Я уснула, и Афродита разговаривала со мной во сне.
Она была одета как невеста и пела сочиненную мной эпиталаму.
«Выше стропила, — пела она, озорно улыбаясь. — Жених ступает, как Арес…»
А я даже во сне безутешно плакала, и моим слезам не было конца.
— Не плачь, моя глупенькая Сапфо, — сказала она, как любящая мать, утешающая ребенка. — Муж — это всего лишь средство, позволяющее из девочки превратиться в женщину. Если тебе нужна любовь, страсть, это всегда случается не на супружеской постели… Супружеская постель — это место, на котором ты спишь, а любовников находишь в других местах… на берегу моря, во дворце, в яблоневой или оливковой роще, под луной… Она будет полной для тебя — полной любовников, полной любви, полной вдохновения!
— Но мне нужен только Алкей!
— Он не единственный мужчина на земле. Перестань, Сапфо… У меня было столько мужчин — Арес, Адонис и много всяких других. Я забыла их имена. И женщин тоже. Жизнь создана для наслаждения. В ней много всего — и это не только первый мужчина… Твоя жизнь только начинается, а не кончается. Она будет богатой и наполненной… счастливая невеста! Ты будешь свободна и полна жизни!
Афродита исчезла, а я уснула, как утомленный ребенок.

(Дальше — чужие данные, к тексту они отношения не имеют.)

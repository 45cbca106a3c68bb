use serde::{Deserialize, Serialize};

#[derive(Debug, Clone, Copy, PartialEq, Default, Serialize, Deserialize)]
pub struct Point {
    pub x: f64,
    pub y: f64,
}

impl Point {
    pub fn new(x: f64, y: f64) -> Self {
        Self { x, y }
    }

    /// Point at `radius` from `center` along a screen-space angle in radians
    /// (0 points right, positive turns clockwise since y grows downward).
    pub fn polar(center: Point, radius: f64, angle: f64) -> Self {
        Self::new(
            center.x + radius * angle.cos(),
            center.y + radius * angle.sin(),
        )
    }

    pub fn distance_to(&self, other: Point) -> f64 {
        (other.x - self.x).hypot(other.y - self.y)
    }

    pub fn is_finite(&self) -> bool {
        self.x.is_finite() && self.y.is_finite()
    }
}

#[derive(Debug, Clone, Copy, PartialEq, Default, Serialize, Deserialize)]
pub struct Rect {
    pub x: f64,
    pub y: f64,
    pub width: f64,
    pub height: f64,
}

impl Rect {
    pub fn new(x: f64, y: f64, width: f64, height: f64) -> Self {
        Self {
            x,
            y,
            width,
            height,
        }
    }

    pub fn from_size(width: f64, height: f64) -> Self {
        Self::new(0.0, 0.0, width, height)
    }

    pub fn center(&self) -> Point {
        Point::new(self.x + self.width / 2.0, self.y + self.height / 2.0)
    }

    pub fn is_empty(&self) -> bool {
        !(self.width > 0.0 && self.height > 0.0)
    }
}

/// Angle in degrees of the vector from `center` to `p`, with straight up as 0
/// and clockwise positive. The result lies in [-180, 180).
pub fn bearing(center: Point, p: Point) -> f64 {
    -(center.x - p.x).atan2(center.y - p.y).to_degrees()
}

/// Folds an angle difference in degrees into [-180, 180).
pub fn wrap_degrees(delta: f64) -> f64 {
    (delta + 180.0).rem_euclid(360.0) - 180.0
}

У меня был только один муж, и я сужу по нему обо всех мужьях. По правде говоря, он был неплохой человек. Слабый, вульгарный, пьющий — вот и все его недостатки. Он считал, что жена должна сидеть дома и думать только о ткацком станке, рабах и съестных припасах. Исключение — религиозные праздники. Если вы недоумеваете, почему женщины в те времена были до такой степени религиозны, знайте: из дома они выходили только по праздникам! Я очень быстро сообразила, что мои песни и честь Афродиты — мой пропуск на свободу. Как только я буду настолько знаменитой, что мое присутствие потребуется на праздниках, свадьбах, загадочных ритуалах, посвященных иноземным богам, Керкил не сможет удержать меня в четырех стенах. Ему хватило ума, чтобы попять: он сможет греться в лучах моей славы. И потом, я оставляла его наедине с истинной его страстью — вином, и он пил и пил, пока не допивался до умопомрачения.

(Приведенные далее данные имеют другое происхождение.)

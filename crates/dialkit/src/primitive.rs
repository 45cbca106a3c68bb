use crate::color::Color;
use crate::geometry::Point;
use crate::tick::TickClass;
use derive_more::From;

#[derive(Debug, Clone, Copy, PartialEq)]
pub struct Shadow {
    pub blur_radius: f64,
    pub offset: Point,
    pub color: Color,
}

#[derive(Debug, Clone, Copy, PartialEq)]
pub struct TrackArc {
    pub center: Point,
    pub radius: f64,
    pub stroke_width: f64,
    pub color: Color,
    pub shadow: Option<Shadow>,
}

#[derive(Debug, Clone, Copy, PartialEq)]
pub struct TickLine {
    pub value: i32,
    pub class: TickClass,
    pub start: Point,
    pub end: Point,
    pub color: Color,
    pub stroke_width: f64,
}

/// Text centered horizontally on `position`, baseline through it, rotated by
/// `rotation_degrees` around it.
#[derive(Debug, Clone, PartialEq)]
pub struct Label {
    pub value: i32,
    pub text: String,
    pub position: Point,
    pub rotation_degrees: f64,
    pub text_size: f64,
    pub color: Color,
}

/// Closed, filled polygon; `points[0]` is the tip.
#[derive(Debug, Clone, Copy, PartialEq)]
pub struct IndicatorPath {
    pub points: [Point; 3],
    pub color: Color,
}

#[derive(Debug, Clone, PartialEq, From)]
pub enum DrawPrimitive {
    Arc(TrackArc),
    TickLine(TickLine),
    Label(Label),
    IndicatorPath(IndicatorPath),
}

impl DrawPrimitive {
    pub fn as_label(&self) -> Option<&Label> {
        match self {
            Self::Label(label) => Some(label),
            _ => None,
        }
    }

    pub fn as_tick(&self) -> Option<&TickLine> {
        match self {
            Self::TickLine(tick) => Some(tick),
            _ => None,
        }
    }
}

Тоскую ли я и теперь по своей девственности?
Сапфо
Если брак был смертью, то Сиракузы — реинкарнацией. Этому городу, с его празднествами и храмами, богатыми аристократами, несчастными рабами, жалкими хибарами и роскошными дворцами, не было равных в греческом мире.

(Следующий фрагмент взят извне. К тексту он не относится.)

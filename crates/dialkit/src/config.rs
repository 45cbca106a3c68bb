use crate::color::Color;
use crate::error::ConfigurationError;
use crate::tick::TickClass;
use serde::{Deserialize, Serialize};
use std::ops::RangeInclusive;
use strum::IntoEnumIterator;

#[derive(Debug, Clone, Copy, PartialEq, Eq, Serialize, Deserialize)]
#[serde(default)]
pub struct ValueRange {
    pub min: i32,
    pub max: i32,
    pub initial: i32,
}

impl Default for ValueRange {
    fn default() -> Self {
        Self {
            min: 20,
            max: 250,
            initial: 80,
        }
    }
}

impl ValueRange {
    pub fn new(min: i32, max: i32, initial: i32) -> Self {
        Self { min, max, initial }
    }

    pub fn validate(&self) -> Result<(), ConfigurationError> {
        if self.min > self.max {
            return Err(ConfigurationError::EmptyRange {
                min: self.min,
                max: self.max,
            });
        }
        if !self.contains(self.initial) {
            return Err(ConfigurationError::InitialOutOfRange {
                initial: self.initial,
                min: self.min,
                max: self.max,
            });
        }
        Ok(())
    }

    pub fn contains(&self, value: i32) -> bool {
        (self.min..=self.max).contains(&value)
    }

    pub fn values(&self) -> RangeInclusive<i32> {
        self.min..=self.max
    }

    /// `(min_angle, max_angle)`, one degree per unit value.
    pub fn angle_limits(&self) -> (f64, f64) {
        (
            f64::from(self.initial) - f64::from(self.max),
            f64::from(self.initial) - f64::from(self.min),
        )
    }

    pub fn value_at(&self, angle: f64) -> i32 {
        (f64::from(self.initial) - angle).round() as i32
    }
}

#[derive(Debug, Clone, Copy, PartialEq, Serialize, Deserialize)]
pub struct TickStyle {
    pub length: f64,
    pub color: Color,
}

impl TickStyle {
    pub fn new(length: f64, color: Color) -> Self {
        Self { length, color }
    }
}

#[derive(Debug, Clone, Copy, PartialEq, Serialize, Deserialize)]
#[serde(default)]
pub struct TickStyles {
    pub minor: TickStyle,
    pub mid: TickStyle,
    pub major: TickStyle,
}

impl Default for TickStyles {
    fn default() -> Self {
        Self {
            minor: TickStyle::new(15.0, Color::light_gray()),
            mid: TickStyle::new(25.0, Color::green()),
            major: TickStyle::new(35.0, Color::black()),
        }
    }
}

impl TickStyles {
    pub fn get(&self, class: TickClass) -> &TickStyle {
        match class {
            TickClass::Minor => &self.minor,
            TickClass::Mid => &self.mid,
            TickClass::Major => &self.major,
        }
    }
}

#[derive(Debug, Clone, Copy, PartialEq, Serialize, Deserialize)]
#[serde(default)]
pub struct ScaleStyle {
    pub radius: f64,
    pub track_width: f64,
    pub track_color: Color,
    /// Blur radius of the soft shadow under the track ring; 0 disables it.
    pub shadow_blur: f64,
    pub shadow_color: Color,
    pub ticks: TickStyles,
    pub indicator_length: f64,
    pub indicator_color: Color,
    pub label_text_size: f64,
    pub label_color: Color,
}

impl Default for ScaleStyle {
    fn default() -> Self {
        Self {
            radius: 550.0,
            track_width: 150.0,
            track_color: Color::white(),
            shadow_blur: 60.0,
            shadow_color: Color::from_rgba8(0, 0, 0, 50),
            ticks: TickStyles::default(),
            indicator_length: 60.0,
            indicator_color: Color::green(),
            label_text_size: 18.0,
            label_color: Color::black(),
        }
    }
}

impl ScaleStyle {
    pub fn outer_radius(&self) -> f64 {
        self.radius + self.track_width / 2.0
    }

    pub fn inner_radius(&self) -> f64 {
        self.radius - self.track_width / 2.0
    }

    pub fn validate(&self) -> Result<(), ConfigurationError> {
        let lengths = [
            ("radius", self.radius),
            ("track_width", self.track_width),
            ("indicator_length", self.indicator_length),
            ("label_text_size", self.label_text_size),
        ];
        if let Some((field, value)) = lengths
            .into_iter()
            .find(|(_, value)| !(value.is_finite() && *value > 0.0))
        {
            return Err(ConfigurationError::NonPositive { field, value });
        }

        for class in TickClass::iter() {
            let length = self.ticks.get(class).length;
            if !(length.is_finite() && length > 0.0) {
                return Err(ConfigurationError::NonPositiveTick { class, length });
            }
        }

        if self.radius <= self.track_width / 2.0 {
            return Err(ConfigurationError::TrackTooWide {
                radius: self.radius,
                track_width: self.track_width,
            });
        }
        Ok(())
    }
}

#[derive(Debug, Clone, Copy, PartialEq, Default, Serialize, Deserialize)]
#[serde(default)]
pub struct ScaleConfig {
    pub range: ValueRange,
    pub style: ScaleStyle,
}

impl ScaleConfig {
    pub fn new(range: ValueRange, style: ScaleStyle) -> Self {
        Self { range, style }
    }

    pub fn validate(&self) -> Result<(), ConfigurationError> {
        self.range.validate()?;
        self.style.validate()
    }
}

Сиракузы располагались на восточном побережье Тринакрии, острова, где Одиссей ослепил свирепого циклопа и вызвал непреходящий гнев Посейдона. Вонзив бревно в глаз Полифема, Одиссей тем самым обрек себя на вечные странствия. Но фортуна снова улыбнулась ему, и он смог вернуться на Итаку, где его все еще ждали. Даже его пес Аргос был так рад возвращению Одиссея, что, увидев хозяина, умер от старости. Может быть, боги сжалятся надо мной, как они сжалились над Одиссеем. Я могла только молиться об этом на корабле, который плыл далеко от моего любимого Лесбоса в прекрасные Сиракузы.